Problem to work on: Start with the first line of the records below. Output each line exactly, ending with the one that contains "fn prune(&self, recipient_id: &str)".

Stored data
◆ ◆ ◆ ◆ ◆

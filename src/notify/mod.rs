//! In-process notification hub.
//!
//! One broadcast channel per recipient. Publishing never blocks and never
//! fails the caller; a message for a recipient with no live subscriber is
//! dropped.

use std::collections::HashMap;
use std::sync::{RwLock, RwLockReadGuard, RwLockWriteGuard};

use chrono::{DateTime, Utc};
use serde::{Deserialize, Serialize};
use tokio::sync::broadcast;

/// Per-recipient buffer before slow subscribers start lagging.
const CHANNEL_CAPACITY: usize = 64;

/// A message addressed to one user.
#[derive(Debug, Clone, Serialize, Deserialize, PartialEq)]
pub struct Notification {
    pub recipient_id: String,
    pub message: String,
    pub created_at: DateTime<Utc>,
}

/// Fan-out of notifications to live subscribers.
#[derive(Default)]
pub struct NotificationHub {
    channels: RwLock<HashMap<String, broadcast::Sender<Notification>>>,
}

impl NotificationHub {
    pub fn new() -> Self {
        Self::default()
    }

    /// Subscribe to the notifications addressed to `recipient_id`.
    pub fn subscribe(&self, recipient_id: &str) -> broadcast::Receiver<Notification> {
        if let Some(sender) = self.read().get(recipient_id) {
            return sender.subscribe();
        }
        self.write()
            .entry(recipient_id.to_string())
            .or_insert_with(|| broadcast::channel(CHANNEL_CAPACITY).0)
            .subscribe()
    }

    /// Deliver `message` to `recipient_id` if anyone is listening.
    pub fn publish(&self, recipient_id: &str, message: impl Into<String>) {
        let notification = Notification {
            recipient_id: recipient_id.to_string(),
            message: message.into(),
            created_at: Utc::now(),
        };

        let delivered = match self.read().get(recipient_id) {
            Some(sender) => sender.send(notification).is_ok(),
            None => false,
        };

        if delivered {
            tracing::debug!(recipient = recipient_id, "notification delivered");
        } else {
            tracing::debug!(recipient = recipient_id, "no subscriber, notification dropped");
            self.prune(recipient_id);
        }
    }

    /// Forget a channel whose subscribers have all gone away.
    fn prune(&self, recipient_id: &str) {
        let mut channels = self.write();
        if channels
            .get(recipient_id)
            .is_some_and(|sender| sender.receiver_count() == 0)
        {
            channels.remove(recipient_id);
        }
    }

    fn read(&self) -> RwLockReadGuard<'_, HashMap<String, broadcast::Sender<Notification>>> {
        self.channels.read().unwrap_or_else(|e| e.into_inner())
    }

    fn write(&self) -> RwLockWriteGuard<'_, HashMap<String, broadcast::Sender<Notification>>> {
        self.channels.write().unwrap_or_else(|e| e.into_inner())
    }
}
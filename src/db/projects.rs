use chrono::Utc;

use super::repository::{
    ensure_developers, fetch_project, project_from_row, to_json_array, user_from_row, Repository,
    PROJECT_COLUMNS,
};
use crate::auth::Actor;
use crate::errors::AppError;
use crate::models::{
    CreateProjectRequest, EditRequirementsRequest, Project, Role, UpdateProjectRequest, User,
};
use crate::requirements::GeneratedRequirements;

impl Repository {
    // ==================== PROJECT OPERATIONS ====================

    /// List the projects the actor manages, or is assigned to as a developer.
    pub async fn list_projects(&self, actor: &Actor) -> Result<Vec<Project>, AppError> {
        let sql = match actor.role {
            Role::Manager => format!(
                "SELECT {} FROM projects p WHERE p.manager_id = ? ORDER BY p.created_at",
                PROJECT_COLUMNS
            ),
            Role::Developer => format!(
                "SELECT {} FROM projects p WHERE p.id IN (SELECT project_id FROM project_developers WHERE developer_id = ?) ORDER BY p.created_at",
                PROJECT_COLUMNS
            ),
        };

        let rows = sqlx::query(&sql)
            .bind(&actor.user_id)
            .fetch_all(&self.pool)
            .await?;

        Ok(rows.iter().map(project_from_row).collect())
    }

    /// Create a project owned by the actor.
    pub async fn create_project(
        &self,
        actor: &Actor,
        request: &CreateProjectRequest,
        generated: &GeneratedRequirements,
    ) -> Result<Project, AppError> {
        let id = uuid::Uuid::new_v4().to_string();
        let now = Utc::now();

        sqlx::query(
            "INSERT INTO projects (id, name, scope, deadline, manager_id, functional_requirements, non_functional_requirements, created_at, updated_at) VALUES (?, ?, ?, ?, ?, ?, ?, ?, ?)"
        )
        .bind(&id)
        .bind(request.name.trim())
        .bind(&request.scope)
        .bind(request.deadline)
        .bind(&actor.user_id)
        .bind(to_json_array(&generated.functional)?)
        .bind(to_json_array(&generated.non_functional)?)
        .bind(now)
        .bind(now)
        .execute(&self.pool)
        .await?;

        tracing::info!(project_id = %id, manager_id = %actor.user_id, "project created");

        Ok(Project {
            id,
            name: request.name.trim().to_string(),
            scope: request.scope.clone(),
            deadline: request.deadline,
            manager_id: actor.user_id.clone(),
            developer_ids: Vec::new(),
            functional_requirements: generated.functional.clone(),
            non_functional_requirements: generated.non_functional.clone(),
            edited_functional_requirements: None,
            edited_non_functional_requirements: None,
            created_at: now,
            updated_at: now,
        })
    }

    /// Update name, scope or deadline of an owned project.
    pub async fn update_project(
        &self,
        actor: &Actor,
        id: &str,
        request: &UpdateProjectRequest,
    ) -> Result<Project, AppError> {
        let mut tx = self.pool.begin().await?;
        let existing = self.owned_project_on(&mut tx, actor, id).await?;

        let name = request
            .name
            .as_deref()
            .map(str::trim)
            .unwrap_or(&existing.name)
            .to_string();
        let scope = request.scope.clone().unwrap_or(existing.scope.clone());
        let deadline = request.deadline.unwrap_or(existing.deadline);
        let now = Utc::now();

        sqlx::query("UPDATE projects SET name = ?, scope = ?, deadline = ?, updated_at = ? WHERE id = ?")
            .bind(&name)
            .bind(&scope)
            .bind(deadline)
            .bind(now)
            .bind(id)
            .execute(&mut *tx)
            .await?;
        tx.commit().await?;

        Ok(Project {
            name,
            scope,
            deadline,
            updated_at: now,
            ..existing
        })
    }

    /// Delete an owned project together with its tasks.
    pub async fn delete_project(&self, actor: &Actor, id: &str) -> Result<(), AppError> {
        let mut tx = self.pool.begin().await?;
        self.owned_project_on(&mut tx, actor, id).await?;

        sqlx::query("DELETE FROM projects WHERE id = ?")
            .bind(id)
            .execute(&mut *tx)
            .await?;
        tx.commit().await?;

        tracing::info!(project_id = id, "project deleted");
        Ok(())
    }

    /// Developers assigned to a project the actor can see.
    pub async fn list_project_developers(
        &self,
        actor: &Actor,
        id: &str,
    ) -> Result<Vec<User>, AppError> {
        self.visible_project(actor, id).await?;

        let rows = sqlx::query(
            "SELECT u.id, u.email, u.first_name, u.last_name, u.role, u.is_active, u.created_at FROM users u JOIN project_developers pd ON pd.developer_id = u.id WHERE pd.project_id = ? ORDER BY u.email",
        )
        .bind(id)
        .fetch_all(&self.pool)
        .await?;

        Ok(rows.iter().map(user_from_row).collect())
    }

    /// Assign developers to an owned project.
    ///
    /// Returns the updated project and the ids that were not already assigned.
    pub async fn add_project_developers(
        &self,
        actor: &Actor,
        id: &str,
        developer_ids: &[String],
    ) -> Result<(Project, Vec<String>), AppError> {
        let mut tx = self.pool.begin().await?;
        self.owned_project_on(&mut tx, actor, id).await?;
        ensure_developers(&mut tx, developer_ids).await?;

        let mut added = Vec::new();
        for developer_id in developer_ids {
            let result = sqlx::query(
                "INSERT OR IGNORE INTO project_developers (project_id, developer_id) VALUES (?, ?)",
            )
            .bind(id)
            .bind(developer_id)
            .execute(&mut *tx)
            .await?;
            if result.rows_affected() > 0 {
                added.push(developer_id.clone());
            }
        }

        touch_project(&mut tx, id).await?;
        let project = fetch_project(&mut tx, id)
            .await?
            .ok_or_else(|| AppError::NotFound(format!("Project {} not found", id)))?;
        tx.commit().await?;

        Ok((project, added))
    }

    /// Remove one developer from an owned project. Task assignments are kept.
    pub async fn remove_project_developer(
        &self,
        actor: &Actor,
        id: &str,
        developer_id: &str,
    ) -> Result<Project, AppError> {
        let mut tx = self.pool.begin().await?;
        self.owned_project_on(&mut tx, actor, id).await?;

        let result =
            sqlx::query("DELETE FROM project_developers WHERE project_id = ? AND developer_id = ?")
                .bind(id)
                .bind(developer_id)
                .execute(&mut *tx)
                .await?;
        if result.rows_affected() == 0 {
            return Err(AppError::NotFound(format!(
                "Developer {} is not assigned to project {}",
                developer_id, id
            )));
        }

        touch_project(&mut tx, id).await?;
        let project = fetch_project(&mut tx, id)
            .await?
            .ok_or_else(|| AppError::NotFound(format!("Project {} not found", id)))?;
        tx.commit().await?;

        Ok(project)
    }

    /// Save manager-edited requirement lists. Absent lists stay as they are.
    pub async fn edit_requirements(
        &self,
        actor: &Actor,
        id: &str,
        request: &EditRequirementsRequest,
    ) -> Result<Project, AppError> {
        let mut tx = self.pool.begin().await?;
        let existing = self.owned_project_on(&mut tx, actor, id).await?;

        let functional = request
            .functional_requirements
            .clone()
            .or(existing.edited_functional_requirements.clone());
        let non_functional = request
            .non_functional_requirements
            .clone()
            .or(existing.edited_non_functional_requirements.clone());

        let project =
            store_edited_requirements(&mut tx, existing, functional, non_functional).await?;
        tx.commit().await?;
        Ok(project)
    }

    /// Adopt the generated requirements as the project's edited lists.
    pub async fn accept_requirements(&self, actor: &Actor, id: &str) -> Result<Project, AppError> {
        let mut tx = self.pool.begin().await?;
        let existing = self.owned_project_on(&mut tx, actor, id).await?;
        let functional = Some(existing.functional_requirements.clone());
        let non_functional = Some(existing.non_functional_requirements.clone());

        let project =
            store_edited_requirements(&mut tx, existing, functional, non_functional).await?;
        tx.commit().await?;
        Ok(project)
    }
}

async fn store_edited_requirements(
    conn: &mut sqlx::SqliteConnection,
    existing: Project,
    functional: Option<Vec<String>>,
    non_functional: Option<Vec<String>>,
) -> Result<Project, AppError> {
    let now = Utc::now();
    let functional_json = functional.as_deref().map(to_json_array).transpose()?;
    let non_functional_json = non_functional.as_deref().map(to_json_array).transpose()?;

    sqlx::query(
        "UPDATE projects SET edited_functional_requirements = ?, edited_non_functional_requirements = ?, updated_at = ? WHERE id = ?",
    )
    .bind(functional_json)
    .bind(non_functional_json)
    .bind(now)
    .bind(&existing.id)
    .execute(&mut *conn)
    .await?;

    Ok(Project {
        edited_functional_requirements: functional,
        edited_non_functional_requirements: non_functional,
        updated_at: now,
        ..existing
    })
}

async fn touch_project(conn: &mut sqlx::SqliteConnection, id: &str) -> Result<(), AppError> {
    sqlx::query("UPDATE projects SET updated_at = ? WHERE id = ?")
        .bind(Utc::now())
        .bind(id)
        .execute(&mut *conn)
        .await?;
    Ok(())
}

◆ ◆ ◆ ◆ ◆

Exercise response:
filename src/notify/mod.rs
//! In-process notification hub.
//!
//! One broadcast channel per recipient. Publishing never blocks and never
//! fails the caller; a message for a recipient with no live subscriber is
//! dropped.

use std::collections::HashMap;
use std::sync::{RwLock, RwLockReadGuard, RwLockWriteGuard};

use chrono::{DateTime, Utc};
use serde::{Deserialize, Serialize};
use tokio::sync::broadcast;

/// Per-recipient buffer before slow subscribers start lagging.
const CHANNEL_CAPACITY: usize = 64;

/// A message addressed to one user.
#[derive(Debug, Clone, Serialize, Deserialize, PartialEq)]
pub struct Notification {
    pub recipient_id: String,
    pub message: String,
    pub created_at: DateTime<Utc>,
}

/// Fan-out of notifications to live subscribers.
#[derive(Default)]
pub struct NotificationHub {
    channels: RwLock<HashMap<String, broadcast::Sender<Notification>>>,
}

impl NotificationHub {
    pub fn new() -> Self {
        Self::default()
    }

    /// Subscribe to the notifications addressed to `recipient_id`.
    pub fn subscribe(&self, recipient_id: &str) -> broadcast::Receiver<Notification> {
        if let Some(sender) = self.read().get(recipient_id) {
            return sender.subscribe();
        }
        self.write()
            .entry(recipient_id.to_string())
            .or_insert_with(|| broadcast::channel(CHANNEL_CAPACITY).0)
            .subscribe()
    }

    /// Deliver `message` to `recipient_id` if anyone is listening.
    pub fn publish(&self, recipient_id: &str, message: impl Into<String>) {
        let notification = Notification {
            recipient_id: recipient_id.to_string(),
            message: message.into(),
            created_at: Utc::now(),
        };

        let delivered = match self.read().get(recipient_id) {
            Some(sender) => sender.send(notification).is_ok(),
            None => false,
        };

        if delivered {
            tracing::debug!(recipient = recipient_id, "notification delivered");
        } else {
            tracing::debug!(recipient = recipient_id, "no subscriber, notification dropped");
            self.prune(recipient_id);
        }
    }

    /// Forget a channel whose subscribers have all gone away.
    fn prune(&self, recipient_id: &str) {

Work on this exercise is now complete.